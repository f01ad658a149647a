//! Simple Moving Average indicator.
//!
//! O(n) running-sum sliding window.
//! Warmup: first (n-1) values are undefined.

use super::Series;

pub fn sma(values: &[f64], period: usize) -> Series {
    if period == 0 {
        return vec![None; values.len()];
    }

    let mut out = Vec::with_capacity(values.len());
    let mut window_sum = 0.0;

    for (i, &value) in values.iter().enumerate() {
        window_sum += value;
        if i >= period {
            window_sum -= values[i - period];
        }

        if i + 1 >= period {
            out.push(Some(window_sum / period as f64));
        } else {
            out.push(None);
        }
    }

    out
}
//! Named preset strategies and the catalog that holds them.
//!
//! A catalog is loaded once from INI configuration (one section per preset)
//! and is read-only afterwards.

use crate::domain::error::StratlabError;
use crate::domain::indicator::MaKey;
use crate::domain::node::{
    Action, Condition, Cross, Modifier, NodeKind, NodeSource, StrategyNode, Trigger,
};
use crate::domain::node_parser::parse_strategy;
use crate::ports::config_port::ConfigPort;
use std::fmt;
use std::str::FromStr;

#[derive(Debug, Clone, Copy, PartialEq, Eq, Hash, PartialOrd, Ord)]
#[cfg_attr(feature = "serde", derive(serde::Serialize))]
pub enum Category {
    Trend,
    Momentum,
    ValueDip,
    Dca,
    Protection,
    Volatility,
    Reversal,
    Scalper,
}

impl Category {
    pub const ALL: [Category; 8] = [
        Category::Trend,
        Category::Momentum,
        Category::ValueDip,
        Category::Dca,
        Category::Protection,
        Category::Volatility,
        Category::Reversal,
        Category::Scalper,
    ];
}

impl fmt::Display for Category {
    fn fmt(&self, f: &mut fmt::Formatter<'_>) -> fmt::Result {
        let s = match self {
            Category::Trend => "trend",
            Category::Momentum => "momentum",
            Category::ValueDip => "value",
            Category::Dca => "dca",
            Category::Protection => "protection",
            Category::Volatility => "volatility",
            Category::Reversal => "reversal",
            Category::Scalper => "scalper",
        };
        write!(f, "{}", s)
    }
}

impl FromStr for Category {
    type Err = String;

    fn from_str(s: &str) -> Result<Self, Self::Err> {
        match s.trim().to_lowercase().as_str() {
            "trend" => Ok(Category::Trend),
            "momentum" => Ok(Category::Momentum),
            "value" | "dip" | "value/dip" => Ok(Category::ValueDip),
            "dca" => Ok(Category::Dca),
            "protection" => Ok(Category::Protection),
            "volatility" => Ok(Category::Volatility),
            "reversal" => Ok(Category::Reversal),
            "scalper" => Ok(Category::Scalper),
            other => Err(format!("unknown category '{}'", other)),
        }
    }
}

#[derive(Debug, Clone, Copy, PartialEq, Eq, Hash)]
#[cfg_attr(feature = "serde", derive(serde::Serialize))]
pub enum RiskLevel {
    Low,
    Medium,
    High,
}

impl fmt::Display for RiskLevel {
    fn fmt(&self, f: &mut fmt::Formatter<'_>) -> fmt::Result {
        let s = match self {
            RiskLevel::Low => "low",
            RiskLevel::Medium => "medium",
            RiskLevel::High => "high",
        };
        write!(f, "{}", s)
    }
}

impl FromStr for RiskLevel {
    type Err = String;

    fn from_str(s: &str) -> Result<Self, Self::Err> {
        match s.trim().to_lowercase().as_str() {
            "low" => Ok(RiskLevel::Low),
            "medium" => Ok(RiskLevel::Medium),
            "high" => Ok(RiskLevel::High),
            other => Err(format!("unknown risk level '{}'", other)),
        }
    }
}

/// Which exit a protection preset provides.
#[derive(Debug, Clone, Copy, PartialEq, Eq, Hash)]
pub enum ProtectionKind {
    StopLoss,
    TakeProfit,
    TrailingStop,
}

impl ProtectionKind {
    /// Stop-loss and trailing-stop both cap losses.
    pub fn is_stop(&self) -> bool {
        matches!(self, ProtectionKind::StopLoss | ProtectionKind::TrailingStop)
    }
}

#[derive(Debug, Clone, PartialEq)]
#[cfg_attr(feature = "serde", derive(serde::Serialize))]
pub struct PresetStrategy {
    pub id: String,
    pub name: String,
    pub icon: String,
    pub color: String,
    pub category: Category,
    pub risk_level: RiskLevel,
    pub nodes: Vec<StrategyNode>,
}

impl PresetStrategy {
    /// The kind of the first modifier of a protection preset.
    pub fn protection_kind(&self) -> Option<ProtectionKind> {
        if self.category != Category::Protection {
            return None;
        }
        crate::domain::node::collect_modifiers(&self.nodes)
            .into_iter()
            .find_map(|node| match node.kind {
                NodeKind::Modifier(Modifier::StopLoss { .. }) => Some(ProtectionKind::StopLoss),
                NodeKind::Modifier(Modifier::TakeProfit { .. }) => {
                    Some(ProtectionKind::TakeProfit)
                }
                NodeKind::Modifier(Modifier::TrailingStop { .. }) => {
                    Some(ProtectionKind::TrailingStop)
                }
                _ => None,
            })
    }

    pub fn source(&self) -> NodeSource {
        NodeSource {
            name: self.name.clone(),
            icon: self.icon.clone(),
            color: self.color.clone(),
        }
    }
}

#[derive(Debug, Clone, PartialEq, Default)]
pub struct PresetCatalog {
    presets: Vec<PresetStrategy>,
}

impl PresetCatalog {
    pub fn new(presets: Vec<PresetStrategy>) -> Self {
        PresetCatalog { presets }
    }

    /// Build a catalog from INI sections, one preset per section, ordered by id.
    ///
    /// Keys: `name` (required), `icon`, `color`, `category` (required),
    /// `risk` (default medium), `nodes` (required, node DSL).
    pub fn from_config(config: &dyn ConfigPort) -> Result<Self, StratlabError> {
        let mut ids = config.sections();
        ids.sort();

        let mut presets = Vec::with_capacity(ids.len());
        for id in ids {
            let required = |key: &str| {
                config
                    .get_string(&id, key)
                    .filter(|v| !v.trim().is_empty())
                    .ok_or_else(|| StratlabError::ConfigMissing {
                        section: id.clone(),
                        key: key.to_string(),
                    })
            };
            let invalid = |key: &str, reason: String| StratlabError::ConfigInvalid {
                section: id.clone(),
                key: key.to_string(),
                reason,
            };

            let name = required("name")?;
            let category: Category = required("category")?
                .parse()
                .map_err(|e| invalid("category", e))?;
            let risk_level: RiskLevel = match config.get_string(&id, "risk") {
                Some(risk) => risk.parse().map_err(|e| invalid("risk", e))?,
                None => RiskLevel::Medium,
            };
            let dsl = required("nodes")?;

            let source = NodeSource {
                name: name.clone(),
                icon: config.get_string(&id, "icon").unwrap_or_default(),
                color: config.get_string(&id, "color").unwrap_or_default(),
            };
            let nodes = parse_strategy(&dsl, &id)
                .map_err(|e| invalid("nodes", e.to_string()))?
                .into_iter()
                .map(|node| node.with_source(&source))
                .collect();

            presets.push(PresetStrategy {
                id,
                name,
                icon: source.icon,
                color: source.color,
                category,
                risk_level,
                nodes,
            });
        }

        Ok(PresetCatalog { presets })
    }

    pub fn get(&self, id: &str) -> Result<&PresetStrategy, StratlabError> {
        self.presets
            .iter()
            .find(|p| p.id == id)
            .ok_or_else(|| StratlabError::PresetNotFound { id: id.to_string() })
    }

    pub fn iter(&self) -> impl Iterator<Item = &PresetStrategy> {
        self.presets.iter()
    }

    pub fn len(&self) -> usize {
        self.presets.len()
    }

    pub fn is_empty(&self) -> bool {
        self.presets.is_empty()
    }
}

fn preset(
    id: &str,
    name: &str,
    icon: &str,
    color: &str,
    category: Category,
    risk_level: RiskLevel,
    nodes: Vec<StrategyNode>,
) -> PresetStrategy {
    let mut preset = PresetStrategy {
        id: id.to_string(),
        name: name.to_string(),
        icon: icon.to_string(),
        color: color.to_string(),
        category,
        risk_level,
        nodes: Vec::new(),
    };
    let source = preset.source();
    preset.nodes = nodes.into_iter().map(|n| n.with_source(&source)).collect();
    preset
}

/// Entries the optimizer falls back to when nothing in the catalog matches.
pub fn fallback_entries() -> Vec<PresetStrategy> {
    let buy_percent = |id: &str, percent| StrategyNode::action(id, Action::BuyPercent { percent });
    vec![
        preset(
            "fallback-dip-buyer",
            "Dip Buyer",
            "anchor",
            "blue",
            Category::ValueDip,
            RiskLevel::Medium,
            vec![
                StrategyNode::trigger("fallback-dip-buyer.0", Trigger::PriceDrops { percent: 3.0 })
                    .with_children(vec![buy_percent("fallback-dip-buyer.0.0", 25.0)]),
            ],
        ),
        preset(
            "fallback-monthly-dca",
            "Monthly DCA",
            "calendar",
            "green",
            Category::Dca,
            RiskLevel::Low,
            vec![
                StrategyNode::trigger("fallback-monthly-dca.0", Trigger::MonthDay { day: 1 })
                    .with_children(vec![buy_percent("fallback-monthly-dca.0.0", 10.0)]),
            ],
        ),
        preset(
            "fallback-golden-cross",
            "Golden Cross",
            "trending-up",
            "gold",
            Category::Trend,
            RiskLevel::Medium,
            vec![
                StrategyNode::condition(
                    "fallback-golden-cross.0",
                    Condition::MovingAverage {
                        average: MaKey::sma(50),
                        direction: Cross::Above,
                    },
                )
                .with_children(vec![buy_percent("fallback-golden-cross.0.0", 100.0)]),
                StrategyNode::condition(
                    "fallback-golden-cross.1",
                    Condition::MovingAverage {
                        average: MaKey::sma(50),
                        direction: Cross::Below,
                    },
                )
                .with_children(vec![StrategyNode::action(
                    "fallback-golden-cross.1.0",
                    Action::SellPercent { percent: 100.0 },
                )]),
            ],
        ),
    ]
}

#[cfg(test)]
mod tests {
    use super::*;
    use crate::adapters::file_config_adapter::FileConfigAdapter;

    const CATALOG: &str = "\
[trailing]
name = Trailing Stop 10%
icon = shield
color = orange
category = protection
risk = low
nodes = TRAILING_STOP(10)

[dip]
name = Dip Buyer
icon = anchor
color = blue
category = value
nodes = IF_PRICE_DROPS(3) { BUY_PERCENT(25) }
";

    #[test]
    fn category_round_trips_through_display() {
        for category in Category::ALL {
            assert_eq!(category.to_string().parse::<Category>(), Ok(category));
        }
        assert_eq!("Value/Dip".parse::<Category>(), Ok(Category::ValueDip));
        assert!("crypto".parse::<Category>().is_err());
    }

    #[test]
    fn from_config_orders_by_id_and_attaches_source() {
        let config = FileConfigAdapter::from_string(CATALOG).unwrap();
        let catalog = PresetCatalog::from_config(&config).unwrap();
        let ids: Vec<&str> = catalog.iter().map(|p| p.id.as_str()).collect();
        assert_eq!(ids, vec!["dip", "trailing"]);

        let dip = catalog.get("dip").unwrap();
        assert_eq!(dip.category, Category::ValueDip);
        assert_eq!(dip.risk_level, RiskLevel::Medium);
        assert_eq!(dip.nodes[0].id, "dip.0");
        let source = dip.nodes[0].children[0].source.as_ref().unwrap();
        assert_eq!(source.name, "Dip Buyer");
        assert_eq!(source.color, "blue");
    }

    #[test]
    fn protection_kind_from_modifier() {
        let config = FileConfigAdapter::from_string(CATALOG).unwrap();
        let catalog = PresetCatalog::from_config(&config).unwrap();
        assert_eq!(
            catalog.get("trailing").unwrap().protection_kind(),
            Some(ProtectionKind::TrailingStop)
        );
        assert_eq!(catalog.get("dip").unwrap().protection_kind(), None);
        assert!(ProtectionKind::StopLoss.is_stop());
        assert!(!ProtectionKind::TakeProfit.is_stop());
    }

    #[test]
    fn unknown_preset() {
        let catalog = PresetCatalog::default();
        assert!(matches!(
            catalog.get("nope"),
            Err(StratlabError::PresetNotFound { .. })
        ));
    }

    #[test]
    fn missing_and_invalid_keys() {
        let config = FileConfigAdapter::from_string("[x]\nname = X\nnodes = BUY(1)\n").unwrap();
        assert!(matches!(
            PresetCatalog::from_config(&config),
            Err(StratlabError::ConfigMissing { ref key, .. }) if key == "category"
        ));

        let config = FileConfigAdapter::from_string(
            "[x]\nname = X\ncategory = trend\nnodes = BUY_PERCENT(500)\n",
        )
        .unwrap();
        assert!(matches!(
            PresetCatalog::from_config(&config),
            Err(StratlabError::ConfigInvalid { ref key, .. }) if key == "nodes"
        ));
    }

    #[test]
    fn fallback_entries_are_valid() {
        let entries = fallback_entries();
        assert_eq!(entries.len(), 3);
        for entry in &entries {
            crate::domain::node::validate_nodes(&entry.nodes).unwrap();
            assert!(entry.nodes[0].source.is_some());
        }
        assert_eq!(
            entries[2].nodes[0].to_string(),
            "IF_MOVING_AVG(SMA, 50, ABOVE) { BUY_PERCENT(100) }"
        );
    }
}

------------------------------------

### Exercise description
Beginning with the first line of the records above, reproduce each line exactly, ending at the line that contains "out.push(None);", and leave out everything else.

### Problem solution
repository f01ad658a149647a
//! Simple Moving Average indicator.
//!
//! O(n) running-sum sliding window.
//! Warmup: first (n-1) values are undefined.

use super::Series;

pub fn sma(values: &[f64], period: usize) -> Series {
    if period == 0 {
        return vec![None; values.len()];
    }

    let mut out = Vec::with_capacity(values.len());
    let mut window_sum = 0.0;

    for (i, &value) in values.iter().enumerate() {
        window_sum += value;
        if i >= period {
            window_sum -= values[i - period];
        }

        if i + 1 >= period {
            out.push(Some(window_sum / period as f64));
        } else {
            out.push(None);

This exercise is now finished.